[Data extracted from a collection]
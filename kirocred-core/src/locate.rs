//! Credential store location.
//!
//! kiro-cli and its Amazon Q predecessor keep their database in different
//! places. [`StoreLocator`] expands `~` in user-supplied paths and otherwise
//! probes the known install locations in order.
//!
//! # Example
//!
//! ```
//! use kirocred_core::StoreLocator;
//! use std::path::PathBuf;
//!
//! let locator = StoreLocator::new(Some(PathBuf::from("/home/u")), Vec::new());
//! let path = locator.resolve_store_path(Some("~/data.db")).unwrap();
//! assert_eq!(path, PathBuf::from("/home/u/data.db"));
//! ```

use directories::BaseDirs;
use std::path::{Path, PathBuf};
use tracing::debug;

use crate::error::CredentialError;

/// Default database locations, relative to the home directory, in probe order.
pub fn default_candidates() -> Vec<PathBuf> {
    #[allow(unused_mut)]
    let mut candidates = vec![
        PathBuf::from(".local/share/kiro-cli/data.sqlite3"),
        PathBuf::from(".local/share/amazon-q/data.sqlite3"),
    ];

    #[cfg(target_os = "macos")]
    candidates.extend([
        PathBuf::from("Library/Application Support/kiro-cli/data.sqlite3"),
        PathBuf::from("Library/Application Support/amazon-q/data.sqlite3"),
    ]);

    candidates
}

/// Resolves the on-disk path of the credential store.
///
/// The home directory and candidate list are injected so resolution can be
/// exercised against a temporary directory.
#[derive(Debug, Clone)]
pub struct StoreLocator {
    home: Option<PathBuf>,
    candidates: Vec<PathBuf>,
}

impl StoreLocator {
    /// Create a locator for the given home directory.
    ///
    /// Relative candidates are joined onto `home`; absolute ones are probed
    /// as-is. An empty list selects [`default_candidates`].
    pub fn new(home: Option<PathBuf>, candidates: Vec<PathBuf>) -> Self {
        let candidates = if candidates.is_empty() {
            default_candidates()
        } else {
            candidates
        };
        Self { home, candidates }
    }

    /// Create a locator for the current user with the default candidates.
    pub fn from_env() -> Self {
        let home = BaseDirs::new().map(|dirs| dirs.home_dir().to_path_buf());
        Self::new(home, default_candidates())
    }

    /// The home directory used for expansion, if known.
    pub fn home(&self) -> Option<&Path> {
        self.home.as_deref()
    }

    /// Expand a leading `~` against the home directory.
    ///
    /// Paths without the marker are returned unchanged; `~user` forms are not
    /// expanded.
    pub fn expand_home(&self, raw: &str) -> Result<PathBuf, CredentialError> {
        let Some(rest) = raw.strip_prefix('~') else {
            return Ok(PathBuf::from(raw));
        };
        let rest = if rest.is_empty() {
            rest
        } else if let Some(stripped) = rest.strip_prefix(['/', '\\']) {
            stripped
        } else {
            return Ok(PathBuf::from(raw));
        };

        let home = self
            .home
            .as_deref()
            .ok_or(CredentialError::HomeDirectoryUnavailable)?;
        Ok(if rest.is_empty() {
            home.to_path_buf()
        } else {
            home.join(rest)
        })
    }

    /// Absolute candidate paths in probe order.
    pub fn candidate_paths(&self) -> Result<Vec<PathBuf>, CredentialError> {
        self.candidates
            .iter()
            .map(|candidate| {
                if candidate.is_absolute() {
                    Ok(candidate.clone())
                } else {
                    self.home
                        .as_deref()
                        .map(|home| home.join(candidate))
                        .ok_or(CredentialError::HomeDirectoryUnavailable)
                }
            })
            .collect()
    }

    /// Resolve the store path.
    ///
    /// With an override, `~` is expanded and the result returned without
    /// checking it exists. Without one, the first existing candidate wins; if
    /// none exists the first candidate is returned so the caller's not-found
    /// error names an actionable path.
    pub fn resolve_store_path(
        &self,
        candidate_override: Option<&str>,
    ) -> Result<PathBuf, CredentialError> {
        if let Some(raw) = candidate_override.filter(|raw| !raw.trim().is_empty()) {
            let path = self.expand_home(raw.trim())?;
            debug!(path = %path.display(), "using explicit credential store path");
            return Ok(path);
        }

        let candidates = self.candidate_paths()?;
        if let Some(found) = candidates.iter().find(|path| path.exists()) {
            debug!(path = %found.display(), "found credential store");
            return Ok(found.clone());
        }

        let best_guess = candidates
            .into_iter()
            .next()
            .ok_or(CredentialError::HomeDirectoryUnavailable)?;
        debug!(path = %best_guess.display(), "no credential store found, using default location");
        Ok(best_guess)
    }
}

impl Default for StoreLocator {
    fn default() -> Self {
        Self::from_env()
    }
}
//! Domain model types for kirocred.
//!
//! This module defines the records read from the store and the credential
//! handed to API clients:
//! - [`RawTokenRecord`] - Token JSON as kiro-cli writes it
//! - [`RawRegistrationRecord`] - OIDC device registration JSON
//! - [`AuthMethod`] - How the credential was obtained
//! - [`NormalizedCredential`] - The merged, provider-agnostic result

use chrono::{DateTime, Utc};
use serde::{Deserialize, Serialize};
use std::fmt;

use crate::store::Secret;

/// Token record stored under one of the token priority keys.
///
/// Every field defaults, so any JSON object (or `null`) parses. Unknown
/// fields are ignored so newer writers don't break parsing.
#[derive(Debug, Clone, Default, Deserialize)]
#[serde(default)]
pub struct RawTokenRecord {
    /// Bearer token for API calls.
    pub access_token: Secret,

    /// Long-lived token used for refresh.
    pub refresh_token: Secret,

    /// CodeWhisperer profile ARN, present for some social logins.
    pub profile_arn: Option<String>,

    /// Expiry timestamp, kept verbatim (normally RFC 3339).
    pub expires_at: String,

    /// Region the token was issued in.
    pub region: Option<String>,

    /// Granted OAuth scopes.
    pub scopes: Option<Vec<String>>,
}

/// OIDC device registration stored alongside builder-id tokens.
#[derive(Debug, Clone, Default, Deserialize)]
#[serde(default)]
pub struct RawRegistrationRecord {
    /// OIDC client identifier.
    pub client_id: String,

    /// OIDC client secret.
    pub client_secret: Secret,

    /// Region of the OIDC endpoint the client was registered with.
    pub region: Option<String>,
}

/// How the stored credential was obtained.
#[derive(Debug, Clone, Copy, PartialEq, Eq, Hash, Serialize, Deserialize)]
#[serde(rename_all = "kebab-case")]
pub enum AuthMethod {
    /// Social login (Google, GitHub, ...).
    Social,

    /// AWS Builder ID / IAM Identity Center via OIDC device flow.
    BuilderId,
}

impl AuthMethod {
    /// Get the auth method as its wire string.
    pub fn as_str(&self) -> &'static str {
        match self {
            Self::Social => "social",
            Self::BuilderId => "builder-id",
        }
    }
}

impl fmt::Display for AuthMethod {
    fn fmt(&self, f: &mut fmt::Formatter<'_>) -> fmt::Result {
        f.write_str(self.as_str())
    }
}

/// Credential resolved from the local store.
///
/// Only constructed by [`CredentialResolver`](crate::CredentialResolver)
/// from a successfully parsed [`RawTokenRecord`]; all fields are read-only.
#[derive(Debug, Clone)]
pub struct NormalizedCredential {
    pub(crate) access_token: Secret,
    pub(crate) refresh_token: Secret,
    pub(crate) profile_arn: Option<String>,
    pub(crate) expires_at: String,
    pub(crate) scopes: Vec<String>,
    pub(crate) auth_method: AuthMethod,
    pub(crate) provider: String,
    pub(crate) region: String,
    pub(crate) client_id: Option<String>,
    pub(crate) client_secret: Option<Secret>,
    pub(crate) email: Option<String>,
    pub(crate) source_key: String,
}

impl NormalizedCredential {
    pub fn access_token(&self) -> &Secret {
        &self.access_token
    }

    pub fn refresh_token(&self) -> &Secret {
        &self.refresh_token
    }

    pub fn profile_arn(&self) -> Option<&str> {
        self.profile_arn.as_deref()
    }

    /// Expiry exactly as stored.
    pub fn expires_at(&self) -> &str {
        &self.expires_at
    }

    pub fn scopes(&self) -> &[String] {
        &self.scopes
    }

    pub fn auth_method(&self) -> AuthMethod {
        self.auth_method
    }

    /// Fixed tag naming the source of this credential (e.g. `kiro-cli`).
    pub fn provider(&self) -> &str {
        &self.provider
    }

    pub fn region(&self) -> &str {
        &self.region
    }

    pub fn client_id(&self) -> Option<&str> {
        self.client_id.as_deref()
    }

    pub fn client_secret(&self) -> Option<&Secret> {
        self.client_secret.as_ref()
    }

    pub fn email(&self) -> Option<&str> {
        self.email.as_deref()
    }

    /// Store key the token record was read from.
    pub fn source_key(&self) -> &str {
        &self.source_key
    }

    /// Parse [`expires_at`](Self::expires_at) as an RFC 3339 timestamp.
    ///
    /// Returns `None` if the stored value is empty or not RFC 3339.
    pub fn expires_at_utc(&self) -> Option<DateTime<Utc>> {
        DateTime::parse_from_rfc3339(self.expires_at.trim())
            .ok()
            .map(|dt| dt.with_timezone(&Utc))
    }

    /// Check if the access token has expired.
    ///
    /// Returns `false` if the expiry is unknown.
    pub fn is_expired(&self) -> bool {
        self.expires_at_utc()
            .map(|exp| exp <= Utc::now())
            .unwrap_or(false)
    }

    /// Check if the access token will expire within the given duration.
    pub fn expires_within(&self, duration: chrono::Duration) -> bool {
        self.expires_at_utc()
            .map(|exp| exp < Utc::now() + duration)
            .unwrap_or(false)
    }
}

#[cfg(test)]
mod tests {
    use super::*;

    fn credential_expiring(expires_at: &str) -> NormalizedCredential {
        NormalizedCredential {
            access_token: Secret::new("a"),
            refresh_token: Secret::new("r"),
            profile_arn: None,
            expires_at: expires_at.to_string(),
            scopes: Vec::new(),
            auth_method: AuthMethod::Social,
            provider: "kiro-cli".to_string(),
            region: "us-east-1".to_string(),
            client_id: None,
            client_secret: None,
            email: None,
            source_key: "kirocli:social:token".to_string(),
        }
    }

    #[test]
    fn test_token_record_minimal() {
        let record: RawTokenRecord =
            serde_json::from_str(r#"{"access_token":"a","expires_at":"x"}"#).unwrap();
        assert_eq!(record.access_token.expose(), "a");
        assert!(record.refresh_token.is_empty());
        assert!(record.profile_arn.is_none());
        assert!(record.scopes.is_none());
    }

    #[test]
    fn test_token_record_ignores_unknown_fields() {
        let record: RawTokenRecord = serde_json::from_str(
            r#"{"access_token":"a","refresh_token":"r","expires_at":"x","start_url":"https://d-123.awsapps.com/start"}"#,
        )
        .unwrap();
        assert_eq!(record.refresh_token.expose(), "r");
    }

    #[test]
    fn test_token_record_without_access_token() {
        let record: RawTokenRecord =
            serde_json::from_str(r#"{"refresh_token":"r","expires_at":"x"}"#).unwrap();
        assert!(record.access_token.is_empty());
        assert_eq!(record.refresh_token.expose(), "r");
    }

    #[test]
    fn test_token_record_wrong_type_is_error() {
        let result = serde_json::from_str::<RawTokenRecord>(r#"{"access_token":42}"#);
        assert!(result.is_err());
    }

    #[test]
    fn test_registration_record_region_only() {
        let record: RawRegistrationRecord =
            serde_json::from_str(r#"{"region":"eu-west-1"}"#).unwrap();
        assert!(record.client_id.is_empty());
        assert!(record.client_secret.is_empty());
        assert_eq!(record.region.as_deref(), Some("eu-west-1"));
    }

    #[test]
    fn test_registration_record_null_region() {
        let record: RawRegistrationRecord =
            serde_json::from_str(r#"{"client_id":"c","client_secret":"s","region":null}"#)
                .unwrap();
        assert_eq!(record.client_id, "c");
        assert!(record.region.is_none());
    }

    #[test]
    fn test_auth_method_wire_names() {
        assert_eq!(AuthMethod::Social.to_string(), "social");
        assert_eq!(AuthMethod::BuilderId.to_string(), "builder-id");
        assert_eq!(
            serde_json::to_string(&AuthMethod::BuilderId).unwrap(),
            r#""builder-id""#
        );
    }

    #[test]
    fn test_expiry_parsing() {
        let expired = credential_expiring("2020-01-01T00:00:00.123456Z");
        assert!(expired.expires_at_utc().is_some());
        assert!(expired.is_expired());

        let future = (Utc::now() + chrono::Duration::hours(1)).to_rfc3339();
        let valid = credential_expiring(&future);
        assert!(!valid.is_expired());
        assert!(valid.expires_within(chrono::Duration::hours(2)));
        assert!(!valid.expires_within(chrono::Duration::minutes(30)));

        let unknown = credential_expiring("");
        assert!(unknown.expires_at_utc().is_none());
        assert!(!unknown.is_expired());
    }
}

--

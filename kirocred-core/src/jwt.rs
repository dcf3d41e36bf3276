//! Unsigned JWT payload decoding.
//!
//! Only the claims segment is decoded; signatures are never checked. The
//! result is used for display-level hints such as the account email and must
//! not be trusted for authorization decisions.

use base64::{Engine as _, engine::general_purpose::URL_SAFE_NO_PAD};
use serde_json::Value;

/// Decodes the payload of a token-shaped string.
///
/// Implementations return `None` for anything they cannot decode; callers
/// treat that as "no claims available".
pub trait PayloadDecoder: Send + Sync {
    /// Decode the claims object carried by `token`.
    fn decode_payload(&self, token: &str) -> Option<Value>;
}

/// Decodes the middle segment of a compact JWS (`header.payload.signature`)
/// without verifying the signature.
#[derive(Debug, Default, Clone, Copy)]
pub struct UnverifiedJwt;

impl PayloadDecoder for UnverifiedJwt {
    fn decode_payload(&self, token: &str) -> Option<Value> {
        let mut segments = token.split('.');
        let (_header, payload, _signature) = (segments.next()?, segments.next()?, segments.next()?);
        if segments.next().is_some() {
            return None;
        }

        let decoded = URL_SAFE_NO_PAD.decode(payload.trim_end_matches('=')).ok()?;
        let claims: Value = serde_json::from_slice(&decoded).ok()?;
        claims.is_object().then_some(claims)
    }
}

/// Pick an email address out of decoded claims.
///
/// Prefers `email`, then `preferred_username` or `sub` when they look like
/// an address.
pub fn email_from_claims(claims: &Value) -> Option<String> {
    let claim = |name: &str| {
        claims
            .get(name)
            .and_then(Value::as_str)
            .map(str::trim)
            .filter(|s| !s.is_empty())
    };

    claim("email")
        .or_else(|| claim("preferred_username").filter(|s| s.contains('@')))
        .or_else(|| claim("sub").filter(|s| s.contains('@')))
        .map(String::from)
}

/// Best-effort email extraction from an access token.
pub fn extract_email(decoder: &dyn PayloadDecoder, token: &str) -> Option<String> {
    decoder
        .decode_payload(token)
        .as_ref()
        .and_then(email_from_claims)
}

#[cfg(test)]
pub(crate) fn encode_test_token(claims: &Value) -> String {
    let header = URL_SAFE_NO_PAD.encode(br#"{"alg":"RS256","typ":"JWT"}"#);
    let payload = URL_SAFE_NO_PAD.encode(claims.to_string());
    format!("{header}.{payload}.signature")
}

» Your assignment
Set down, exactly as they stand above, the lines starting with the line with "filename kirocred-core/src/locate.rs" and going on through the line with "directory, in probe order.", and no others.

» Answer for this exercise
filename kirocred-core/src/locate.rs
//! Credential store location.
//!
//! kiro-cli and its Amazon Q predecessor keep their database in different
//! places. [`StoreLocator`] expands `~` in user-supplied paths and otherwise
//! probes the known install locations in order.
//!
//! # Example
//!
//! ```
//! use kirocred_core::StoreLocator;
//! use std::path::PathBuf;
//!
//! let locator = StoreLocator::new(Some(PathBuf::from("/home/u")), Vec::new());
//! let path = locator.resolve_store_path(Some("~/data.db")).unwrap();
//! assert_eq!(path, PathBuf::from("/home/u/data.db"));
//! ```

use directories::BaseDirs;
use std::path::{Path, PathBuf};
use tracing::debug;

use crate::error::CredentialError;

/// Default database locations, relative to the home directory, in probe order.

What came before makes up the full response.